En aquel momento la lucha tradicional dio paso a la era moderna, teñida de Hulkamania, una fiebre amarilla encarnada por otro gigante de Augusta (Georgia), titán menos obvio —apenas 1,97 y 137 kilos de músculo poco definido. Llamaba a sus bíceps «pitones de 24 pulgadas”, eso sí)— de avanzada alopecia y aún así cuidadísima melena rubia rubia, poblado bigote en herradura, bañador turbo color canario e invencible carisma. Sus gestos eran rudos, su manera de comunicar, apasionada y nerviosa. Nada más pisar el ring se llevaba la mano hueca a la oreja para hacerse fuerte con los vítores, y en el momento en que iba en desventaja, señalaba al rival como diciendo: “tú… me las vas a pagar”, como preludio a su casi siempre inevitable victoria. Hogan no era el mejor luchador ni mucho menos, pero fue capaz de conectar con una audiencia masiva que, a pesar de perderle la pista, no le había olvidado en estas cuatro décadas. El pasado jueves volvió a ser noticia de la peor forma posible: su familia anunció que había muerto a los 71 años a causa de una insuficiencia cardíaca.

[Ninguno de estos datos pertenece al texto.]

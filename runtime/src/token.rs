// token.rs
//! SPL token mints and accounts in their packed on-chain layout, so programs
//! can read them with `anchor_spl::token::{Mint, TokenAccount}`.

use anchor_lang::prelude::*;
use anchor_spl::token::spl_token;
use anchor_lang::solana_program::program_option::COption;
use anchor_lang::solana_program::program_pack::Pack;
use spl_token::state::{Account as SplTokenAccount, AccountState, Mint as SplMint};

use crate::error::LedgerError;

pub use anchor_spl::associated_token::get_associated_token_address;

pub fn mint_data(mint_authority: &Pubkey, supply: u64, decimals: u8) -> Result<Vec<u8>> {
    let mint = SplMint {
        mint_authority: COption::Some(*mint_authority),
        supply,
        decimals,
        is_initialized: true,
        freeze_authority: COption::None,
    };
    pack_mint(mint)
}

pub fn pack_mint(mint: SplMint) -> Result<Vec<u8>> {
    let mut data = vec![0; SplMint::LEN];
    SplMint::pack(mint, &mut data)?;
    Ok(data)
}

pub fn token_account_data(mint: &Pubkey, owner: &Pubkey, amount: u64) -> Result<Vec<u8>> {
    let account = SplTokenAccount {
        mint: *mint,
        owner: *owner,
        amount,
        delegate: COption::None,
        state: AccountState::Initialized,
        is_native: COption::None,
        delegated_amount: 0,
        close_authority: COption::None,
    };
    let mut data = vec![0; SplTokenAccount::LEN];
    SplTokenAccount::pack(account, &mut data)?;
    Ok(data)
}

pub fn unpack_mint(data: &[u8]) -> Result<SplMint> {
    SplMint::unpack(data).map_err(|_| error!(LedgerError::InvalidMint))
}

pub fn unpack_token_account(data: &[u8]) -> Result<SplTokenAccount> {
    Ok(SplTokenAccount::unpack(data)?)
}
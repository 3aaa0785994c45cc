// instructions/initialize.rs
use anchor_lang::error::ErrorCode;
use anchor_lang::prelude::*;
use anchor_lang::solana_program::instruction::{AccountMeta, Instruction};
use ledger_runtime::{InstructionContext, SYSTEM_PROGRAM_ID};

use crate::constants::*;
use crate::error::*;
use crate::state::*;
use crate::DiceInstruction;

/// Create the house and seed its vault with `amount` lamports
pub fn handler(ctx: &mut InstructionContext<'_>, amount: u64) -> Result<()> {
    let accounts = Initialize::try_accounts(ctx)?;
    require!(amount > 0, DiceError::InvalidAmount);

    let bump = ctx.create_pda_account(
        &accounts.house,
        &accounts.house_state,
        &[HOUSE_SEED, accounts.house.as_ref()],
        House::SIZE,
    )?;
    let (_, vault_bump) = House::vault_address(&accounts.house)?;

    ctx.transfer(&accounts.house, &accounts.vault, amount)?;

    let house = House::new(accounts.house, DEFAULT_HOUSE_EDGE_BPS, bump, vault_bump);
    ctx.store_account(&accounts.house_state, &house)?;

    msg!("House initialized!");
    msg!("Authority: {}", accounts.house);
    msg!("Vault: {} seeded with {} lamports", accounts.vault, amount);
    msg!("House edge: {} bps", house.house_edge_bps);

    Ok(())
}

/// Accounts, in instruction order
pub struct Initialize {
    /// House authority, pays for everything
    pub house: Pubkey,
    pub house_state: Pubkey,
    pub vault: Pubkey,
}

impl Initialize {
    pub fn new(house: Pubkey) -> Result<Self> {
        Ok(Self {
            house,
            house_state: House::address(&house)?.0,
            vault: House::vault_address(&house)?.0,
        })
    }

    pub fn try_accounts(ctx: &InstructionContext<'_>) -> Result<Self> {
        let accounts = Self {
            house: ctx.account_key(0)?,
            house_state: ctx.account_key(1)?,
            vault: ctx.account_key(2)?,
        };
        require_keys_eq!(ctx.account_key(3)?, SYSTEM_PROGRAM_ID, ErrorCode::InvalidProgramId);
        ctx.require_signer(&accounts.house)?;

        let (vault, _) = House::vault_address(&accounts.house)?;
        require_keys_eq!(vault, accounts.vault, ErrorCode::ConstraintSeeds);
        Ok(accounts)
    }

    pub fn to_account_metas(&self) -> Vec<AccountMeta> {
        vec![
            AccountMeta::new(self.house, true),
            AccountMeta::new(self.house_state, false),
            AccountMeta::new(self.vault, false),
            AccountMeta::new_readonly(SYSTEM_PROGRAM_ID, false),
        ]
    }

    pub fn instruction(house: Pubkey, amount: u64) -> Result<Instruction> {
        Ok(Instruction {
            program_id: crate::ID,
            accounts: Self::new(house)?.to_account_metas(),
            data: DiceInstruction::Initialize { amount }.data()?,
        })
    }
}
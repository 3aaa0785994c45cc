pub mod calculations;
pub mod randomness;
pub mod validation;

pub use calculations::*;
pub use randomness::*;
pub use validation::*;
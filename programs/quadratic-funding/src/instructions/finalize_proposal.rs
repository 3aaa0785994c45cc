// instructions/finalize_proposal.rs
use anchor_lang::prelude::*;
use anchor_lang::solana_program::instruction::{AccountMeta, Instruction};
use ledger_runtime::InstructionContext;

use crate::error::*;
use crate::events::ProposalFinalized;
use crate::state::*;
use crate::QuadraticFundingInstruction;

/// Close voting on a proposal; it passes on a strict yes majority
pub fn handler(ctx: &mut InstructionContext<'_>) -> Result<()> {
    let accounts = FinalizeProposal::try_accounts(ctx)?;

    let dao: Dao = ctx.load(&accounts.dao)?;
    require_keys_eq!(
        dao.authority,
        accounts.authority,
        QuadraticFundingError::UnauthorizedDaoAuthority
    );

    let mut proposal: Proposal = ctx.load(&accounts.proposal)?;
    require_keys_eq!(proposal.dao, accounts.dao, QuadraticFundingError::InvalidDao);
    require!(proposal.is_active(), QuadraticFundingError::ProposalNotActive);

    let state = proposal.finalize();
    ctx.store_account(&accounts.proposal, &proposal)?;

    emit!(ProposalFinalized {
        dao: accounts.dao,
        proposal: accounts.proposal,
        passed: state == ProposalState::Passed,
        yes_vote_count: proposal.yes_vote_count,
        no_vote_count: proposal.no_vote_count,
    });

    msg!("Proposal {} finalized: {:?}", proposal.proposal_id, state);

    Ok(())
}

/// Accounts, in instruction order
pub struct FinalizeProposal {
    /// DAO authority
    pub authority: Pubkey,
    pub dao: Pubkey,
    pub proposal: Pubkey,
}

impl FinalizeProposal {
    pub fn new(authority: Pubkey, dao: Pubkey, proposal: Pubkey) -> Self {
        Self {
            authority,
            dao,
            proposal,
        }
    }

    pub fn try_accounts(ctx: &InstructionContext<'_>) -> Result<Self> {
        let accounts = Self {
            authority: ctx.account_key(0)?,
            dao: ctx.account_key(1)?,
            proposal: ctx.account_key(2)?,
        };
        ctx.require_signer(&accounts.authority)?;
        Ok(accounts)
    }

    pub fn to_account_metas(&self) -> Vec<AccountMeta> {
        vec![
            AccountMeta::new_readonly(self.authority, true),
            AccountMeta::new_readonly(self.dao, false),
            AccountMeta::new(self.proposal, false),
        ]
    }

    pub fn instruction(&self) -> Result<Instruction> {
        Ok(Instruction {
            program_id: crate::ID,
            accounts: self.to_account_metas(),
            data: QuadraticFundingInstruction::FinalizeProposal.data()?,
        })
    }
}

Como en toda función maniquea, en Pressing Catch había buenos y malos, y Hulk Hogan fue en los 80 y primeros 90 el máximo exponente de los buenos, la promesa de que los villanos se llevarían su merecido dentro de un espectáculo donde en realidad todos eran pendencieros, malhablados, chaqueteros y traidores. De vez en cuando las tornas cambiaban y se generaban narrativas disparatadas por todo el país —los luchadores eran una suerte de titiriteros en gira permanente, actuando casi 300 noches al año, aunque el canon y el conteo de victorias – derrotas solo lo dictaba la batalla que se televisaba los lunes a escala nacional—. Si en aquella época viviste en EEUU, lo normal es que el circo visitara tu ciudad.

Las tramas creadas por McMahon y su equipo suponían un reflejo lejanísimo de la realidad política, donde él confesaba beber directamente, y mediante distintos roles se hicieron eco tanto de la Guerra Fría que enfrentó a Reagan con el eje soviético como de la guerra de Irak, con caricaturas de caudillos que intentaban desafiar los saludables valores estadounidenses subidas al ring. En aquel momento, Hogan era el guerrero universal, la fumigadora de todo mal que asolara al país de las barras y las estrellas, y casi siempre ganaba —hasta 12 títulos mundiales— porque los buenos siempre ganan. Su ascenso al estrellato se lo propició una llave llamada “Gorilla Press Slam”, que consistía en elevar a su rival tumbado y semiinconsciente por encima de la cabeza para después dejarlo caer desde casi tres metros de altura, y durante casi 30 años de peleas, Hulk elevó a casi todo el mundo a las alturas, incluido a André.

Aquella pose fue la que inmortalizó su primera figura de acción de Hasbro. Se lanzaron hasta 11 series regulares de la marca entre 1990 y 1994 y Hogan (nacido Terry Gene Bollea en 1953) tuvo representación en seis de ellas, el que más, conjugando diferentes llaves. Sin él no se concebía el Pressing Catch ni el coleccionismo. Cuando comenzaron a publicarse obituarios suyos a partir del de TMZ el pasado jueves, la mayoría de ellos aludía al abuso de múltiples sustancias, incluidos esteroides, que confesó haber consumido —en sede judicial— a principios de los 90, pero más que eso lo elevaron a los altares de la cultura pop. Un icono popular aglutina por metonimia el espíritu de una época y en aquella época del primer Bush, donde Estados Unidos se comportaba como policía del mundo y guardián de la cultura occidental, no había un muñeco —con la excepción quizá de He-Man— que ocupara más dormitorios infantiles. Necesitamos héroes que encarnen valores fuera de nuestro alcance cuando alguien nos molesta en el cole, y transferirle cualidades sobrehumanas a un trozo de plástico hizo que algunos nos sintiéramos poderosos, que un niño pudiera empoderarse antes de que la palabra “empoderarse” fuera de uso común.